REPUBLIKA.CO.ID, JAKARTA -- Tim Komunikasi Publik Gugas Tugas Percepatan Penanganan Covid-19 dr Reisa Broto Asmoro mengatakan tes cepat Covid-19 tidak harus menyasar di semua kerumunan yang terjadi. Tes bisa dilakukan secara selektif.
"Ini hanya dilakukan apabila memang diperlukan," kata Reisa dalam konferensi pers virtual yang diselenggarakan Gugus Tugas Percepatan Penanganan Covid-19 di Jakarta, Sabtu.
Reisa menuturkan apabila suatu lokasi diduga berkaitan dengan ditemukannya kasus positif Covid-19 maka tes cepat masif dilakukan berdasarkan penyelidikan epidemiologi. Sedangkan tes cepat secara massal sering dilakukan di beberapa tempat keramaian, seperti pabrik, pasar dan kantor dengan tujuan menapis atau skrining.
Tes cepat bertujuan untuk meminimalkan jika ada orang yang membawa virus, tapi tidak sakit dan kemudian bepergian secara bebas. Orang tanpa gejala itu tentu akan membahayakan anggota masyarakat lain, terutama kelompok rentan, seperti orang tua atau lansia dan mereka yang memiliki penyakit penyerta.
"Tes cepat membantu kita menemukan orang yang harus dirawat agar segera sembuh dan tidak malah menimbulkan komplikasi dan membantu mengetahui jumlah orang yang membawa virus tapi tetap sehat," tuturnya.
Tes cepat juga penting dilakukan untuk menekan biaya sistem kesehatan, karena orang yang hasil tes cepatnya menunjukkan reaktif Covid-19 saja yang akan lanjut ke pemeriksaan laboratorium menggunakan metode polymerase chain reaction (PCR).
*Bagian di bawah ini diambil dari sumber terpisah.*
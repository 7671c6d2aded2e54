//! Job Engine (spec §4.6).
//!
//! Owns job lifecycle and coordinates the Arbiter/Builder/RPC Pool/Store/
//! Receipt Watcher. Generalizes original_source's `JobEngine` (a priority
//! `queue.PriorityQueue` drained by one daemon thread, one OS thread per
//! active job, a synchronous `callbacks` dict) into an async coordinator:
//! a `tokio::time::interval` loop at ~10Hz drains a `BinaryHeap<Reverse<_>>`
//! keyed by `(priority, submitted_at)`, each admitted job gets a
//! `tokio::spawn` worker, and `callbacks`/`_trigger_callback` become a
//! `tokio::sync::broadcast` channel of `JobEvent` (DESIGN NOTES §9:
//! "Dynamic job dispatch by string mode" -> tagged `JobMode` enum with
//! exhaustive handling in the executor factory).

use dashmap::DashMap;
use ethers::types::Address;
use serde::{Deserialize, Serialize};
use std::cmp::Reverse;
use std::collections::BinaryHeap;
use std::sync::atomic::{AtomicBool, AtomicI64, Ordering};
use std::sync::Arc;
use std::time::{Duration, Instant, SystemTime, UNIX_EPOCH};
use tokio::sync::{broadcast, Mutex};
use tokio::task::JoinHandle;
use tracing::{info, warn};

use crate::builder::TxBuilder;
use crate::error::EngineError;
use crate::executor::{
    auto_buy::{AutoBuyConfig, AutoBuyExecutor},
    auto_sell::{AutoSellConfig, AutoSellExecutor},
    distribution::{DistributionConfig, DistributionExecutor},
    rewards::{RewardsConfig, RewardsExecutor},
    ExecutionContext, Executor,
};
use crate::keystore::Keystore;
use crate::nonce::NonceArbiter;
use crate::notifier::Notifier;
use crate::rpc::RpcPool;
use crate::store::{JobPatch, JobState, NewJob, Store};
use crate::watcher::ReceiptWatcher;

#[derive(Debug, Clone, Serialize, Deserialize)]
#[serde(tag = "mode", rename_all = "snake_case")]
pub enum JobMode {
    Distribution(DistributionConfig),
    AutoBuy(AutoBuyConfig),
    AutoSell(AutoSellConfig),
    Rewards(RewardsConfig),
}

impl JobMode {
    pub(crate) fn label(&self) -> &'static str {
        match self {
            JobMode::Distribution(_) => "distribution",
            JobMode::AutoBuy(_) => "auto_buy",
            JobMode::AutoSell(_) => "auto_sell",
            JobMode::Rewards(_) => "rewards",
        }
    }

    pub(crate) fn total_items(&self) -> i64 {
        match self {
            JobMode::Distribution(c) => c.recipients.len() as i64,
            JobMode::AutoBuy(c) => c.total_buys as i64,
            JobMode::AutoSell(c) => c.total_sells as i64 * c.seller_keys.len().max(1) as i64,
            JobMode::Rewards(_) => 0,
        }
    }
}

#[derive(Debug, Deserialize)]
pub struct JobSpec {
    pub title: String,
    pub mode: JobMode,
    pub priority: u8,
}

/// Validates a `JobSpec` and writes its Pending row (spec §4.6's "—  →
/// Pending" transition, §7's "Configuration error ... rejected at
/// `submit_job`"). Split out of [`JobEngine::submit_job`] so the CLI's
/// `submit` subcommand — a separate process with no in-memory queue — can
/// perform the same admission check and hand the row to whichever engine
/// process is running `run` (picked up by `ingest_external_jobs`).
pub async fn write_job_row(store: &Store, spec: JobSpec) -> Result<i64, EngineError> {
    if let JobMode::Distribution(cfg) = &spec.mode {
        if cfg.recipients.is_empty() {
            return Err(EngineError::JobRejected("distribution requires at least one recipient".into()));
        }
    }
    if let JobMode::AutoSell(cfg) = &spec.mode {
        if cfg.seller_keys.is_empty() {
            return Err(EngineError::JobRejected("auto-sell requires at least one seller key".into()));
        }
    }

    let config_json = serde_json::to_string(&spec.mode)
        .map_err(|e| EngineError::JobRejected(format!("config serialization failed: {e}")))?;

    store
        .create_job(NewJob {
            title: spec.title,
            mode: spec.mode.label().to_string(),
            config_json,
            priority: spec.priority as i64,
            total: spec.mode.total_items(),
        })
        .await
        .map_err(EngineError::from)
}

#[derive(Debug, Clone)]
pub enum JobEvent {
    Started { job_id: i64 },
    Progress { job_id: i64, done: i64, failed: i64, total: i64 },
    Completed { job_id: i64 },
    Failed { job_id: i64, reason: String },
    Paused { job_id: i64 },
    Resumed { job_id: i64 },
    Cancelled { job_id: i64 },
}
Meskipun saat ini, ada lebih dari 200 laboratorium yang siap melakukan uji PCR, tapi itu tetap terbatas jika harus melakukan semua tes karena jumlah masyarakat Indonesia yang begitu banyak, yakni sekitar 270 juta jiwa penduduk.
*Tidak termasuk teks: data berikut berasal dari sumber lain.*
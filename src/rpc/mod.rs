//! RPC Pool (spec §4.1)
//!
//! Ordered list of JSON-RPC endpoints with health tracking; exposes a single
//! "get a working client" operation and transparent failover. Generalized
//! from the teacher's WebSocket `RpcLoadBalancer` to plain HTTP(S)
//! JSON-RPC, since this engine only issues request/response calls and
//! raw-tx broadcasts, never log subscriptions.

use dashmap::DashMap;
use ethers::prelude::*;
use std::sync::Arc;
use std::time::{Duration, Instant};
use tokio::sync::RwLock;
use tracing::{info, warn};

use crate::error::RpcError;

pub type HttpClient = Provider<Http>;

/// A client bound to the endpoint URL it was acquired from, so a caller
/// that observes a transport failure can report it back against the right
/// endpoint. Derefs to the underlying client so existing call sites don't
/// need to change.
#[derive(Clone)]
pub struct AcquiredClient {
    pub client: Arc<HttpClient>,
    pub url: String,
}

impl std::ops::Deref for AcquiredClient {
    type Target = HttpClient;
    fn deref(&self) -> &Self::Target {
        &self.client
    }
}

#[derive(Debug, Clone)]
pub struct EndpointHealth {
    pub url: String,
    pub healthy: bool,
    pub last_check_at: Instant,
    pub consecutive_failures: u32,
}

/// Ordered RPC endpoint pool with transparent failover (spec §4.1).
pub struct RpcPool {
    endpoints: Vec<String>,
    clients: DashMap<String, Arc<HttpClient>>,
    health: DashMap<String, EndpointHealth>,
    cursor: RwLock<usize>,
    health_ttl: Duration,
    acquire_retries: u32,
}

impl RpcPool {
    pub fn new(endpoints: &[String], health_ttl: Duration, acquire_retries: u32) -> eyre::Result<Self> {
        if endpoints.is_empty() {
            return Err(eyre::eyre!("RPC pool requires at least one endpoint"));
        }

        let clients = DashMap::new();
        let health = DashMap::new();
        let now = Instant::now();

        for url in endpoints {
            let client = Provider::<Http>::try_from(url.as_str())?;
            clients.insert(url.clone(), Arc::new(client));
            health.insert(
                url.clone(),
                EndpointHealth {
                    url: url.clone(),
                    // assume healthy until the first failed probe - avoids a
                    // mandatory round-trip before the first acquire()
                    healthy: true,
                    last_check_at: now,
                    consecutive_failures: 0,
                },
            );
        }

        Ok(Self {
            endpoints: endpoints.to_vec(),
            clients,
            health,
            cursor: RwLock::new(0),
            health_ttl,
            acquire_retries,
        })
    }

    /// Probe one endpoint with `chain_id` and update its health record.
    async fn probe(&self, url: &str) -> bool {
        let Some(client) = self.clients.get(url).map(|c| c.clone()) else {
            return false;
        };

        let ok = client.get_chainid().await.is_ok();
        let now = Instant::now();

        if let Some(mut entry) = self.health.get_mut(url) {
            entry.last_check_at = now;
            if ok {
                entry.healthy = true;
                entry.consecutive_failures = 0;
            } else {
                entry.consecutive_failures += 1;
                entry.healthy = false;
            }
        }

        ok
    }

    fn is_within_ttl(&self, url: &str) -> Option<bool> {
        self.health
            .get(url)
            .map(|e| e.healthy && e.last_check_at.elapsed() < self.health_ttl)
    }

    /// Returns a client bound to a currently-healthy endpoint (spec §4.1).
    ///
    /// Endpoints are tried in declared order. If none pass a fresh probe,
    /// returns the least-recently-failed endpoint in degraded mode.
    pub async fn acquire(&self) -> Result<AcquiredClient, RpcError> {
        for url in &self.endpoints {
            match self.is_within_ttl(url) {
                Some(true) => {
                    if let Some(client) = self.clients.get(url) {
                        return Ok(AcquiredClient { client: client.clone(), url: url.clone() });
                    }
                }
                _ => {
                    if self.probe(url).await {
                        if let Some(client) = self.clients.get(url) {
                            return Ok(AcquiredClient { client: client.clone(), url: url.clone() });
                        }
                    }
                }
            }
        }

        // Degraded mode: all endpoints failed probing. Pick the
        // least-recently-failed and log, per spec §4.1.
        let degraded = self
            .health
            .iter()
            .min_by_key(|e| e.consecutive_failures)
            .map(|e| e.url.clone());

        match degraded {
            Some(url) => {
                warn!("RPC pool degraded: all endpoints unhealthy, using {}", url);
                self.clients
                    .get(&url)
                    .map(|c| AcquiredClient { client: c.clone(), url: url.clone() })
                    .ok_or(RpcError::NoHealthyEndpoint)
            }
            None => Err(RpcError::NoHealthyEndpoint),
        }
    }

    /// Marks an endpoint unhealthy and advances the round-robin cursor.
    pub async fn report_failure(&self, url: &str) {
        if let Some(mut entry) = self.health.get_mut(url) {
            entry.consecutive_failures += 1;
            entry.healthy = false;
            entry.last_check_at = Instant::now();
        }
        let mut cursor = self.cursor.write().await;
        *cursor = (*cursor + 1) % self.endpoints.len().max(1);
        warn!("RPC endpoint marked unhealthy: {}", url);
    }

    /// A caller seeing a transport-layer error retries `acquire()` up to
    /// `acquire_retries` times with the same logical call before propagating.
    pub async fn acquire_with_retry(&self) -> Result<AcquiredClient, RpcError> {
        let mut last_err = RpcError::NoHealthyEndpoint;
        for attempt in 0..self.acquire_retries.max(1) {
            match self.acquire().await {
                Ok(client) => return Ok(client),
                Err(e) => {
                    last_err = e;
                    if attempt + 1 < self.acquire_retries {
                        tokio::time::sleep(Duration::from_millis(200)).await;
                    }
                }
            }
        }
        Err(last_err)
    }

    pub fn health_snapshot(&self) -> Vec<EndpointHealth> {
        self.health.iter().map(|e| e.value().clone()).collect()
    }

    /// Periodic health check task, run every `health_ttl / 2` by the caller.
    pub async fn health_check_all(&self) {
        for url in &self.endpoints {
            let was_healthy = self.health.get(url).map(|e| e.healthy).unwrap_or(false);
            let healthy = self.probe(url).await;
            if healthy && !was_healthy {
                info!("RPC endpoint recovered: {}", url);
            }
        }
    }
}

#[cfg(test)]
mod tests {
    use super::*;

    #[test]
    fn rejects_empty_endpoint_list() {
        let result = RpcPool::new(&[], Duration::from_secs(300), 3);
        assert!(result.is_err());
    }
}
"Meski sudah banyak, mesin PCR kita tetap terbatas, jadi tidak mungkin dan tidak direkomendasikan seluruh penduduk di Indonesia ini dilakukan uji usap dengan mesin PCR," tutur Reisa.
Hasil tes cepat juga berguna untuk mengetahui prevalensi yang menjadi basis data epidemiologi terkait seberapa banyak orang di Indonesia yang telah dan sedang terkena Covid-19.